Hi, where can I find the hyphenation patterns used by ConTeXt? I have two wrongly hyphenated words, and I want to check whether this is due to incorrect patterns. (I tried the source browser... not much luck so far.) The words are: 1. applicable => hyphenated as applic-able 2. obligated => hyphenated as oblig-ated I know I can use \hyphenation to correct that, but I wanted to check the patterns nevertheless. Best, Denis
Hi, you can find patterns on this directory: texlive/2020/texmf-dist/tex/context/patterns/mkiv/ Best wishes, Tomáš Thu, Oct 08, 2020 ve 05:41:09PM +0200 Denis Maier napsal(a): # Hi, # # where can I find the hyphenation patterns used by ConTeXt? I have # two wrongly hyphenated words, and I want to check whether this is # due to incorrect patterns. (I tried the source browser... not much # luck so far.) The words are: # 1. applicable => hyphenated as applic-able # 2. obligated => hyphenated as oblig-ated # # I know I can use \hyphenation to correct that, but I wanted to check # the patterns nevertheless. # # Best, # Denis # ___________________________________________________________________________________ # If your question is of interest to others as well, please add an entry to the Wiki! # # maillist : ntg-context@ntg.nl / http://www.ntg.nl/mailman/listinfo/ntg-context # webpage : http://www.pragma-ade.nl / http://context.aanhet.net # archive : https://bitbucket.org/phg/context-mirror/commits/ # wiki : http://contextgarden.net # ___________________________________________________________________________________ Tomáš Hála -------------------------------------------------------------------- Mendelova univerzita, Provozně ekonomická fakulta, ústav informatiky Zemědělská 1, CZ-613 00 Brno, tel. +420 545 13 22 28 -------------------------------------------------------------------- http://akela.mendelu.cz/~thala
Am 08.10.2020 um 17:41 schrieb Denis Maier
: where can I find the hyphenation patterns used by ConTeXt? I have two wrongly hyphenated words, and I want to check whether this is due to incorrect patterns. (I tried the source browser... not much luck so far.) The words are: 1. applicable => hyphenated as applic-able 2. obligated => hyphenated as oblig-ated
I know I can use \hyphenation to correct that, but I wanted to check the patterns nevertheless.

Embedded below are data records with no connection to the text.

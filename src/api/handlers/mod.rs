use crate::config::AppConfig;
use crate::store::TournamentStore;

pub mod tournaments;

pub struct AppState {
    pub store: TournamentStore,
    pub config: AppConfig,
}

impl AppState {
    pub fn new(config: AppConfig) -> Self {
        let store = TournamentStore::from_settings(&config.storage);
        Self { store, config }
    }
}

I guess it’s just a valid option. You can check possible hyphenations like this: \starttext {EN: \en\hyphenatedcoloredword{applicable}} {DE: \de\hyphenatedcoloredword{applicable}} \stoptext Hraban
Am 08.10.2020 um 19:05 schrieb Henning Hraban Ramm:
\starttext
{EN: \en\hyphenatedcoloredword{applicable}}
{DE: \de\hyphenatedcoloredword{applicable}}
\stoptext Wow, that's super helpful. The English pattern seems to be "ap-plic-a-ble" According to Meriam-Webster it should just be "ap·pli·ca·ble".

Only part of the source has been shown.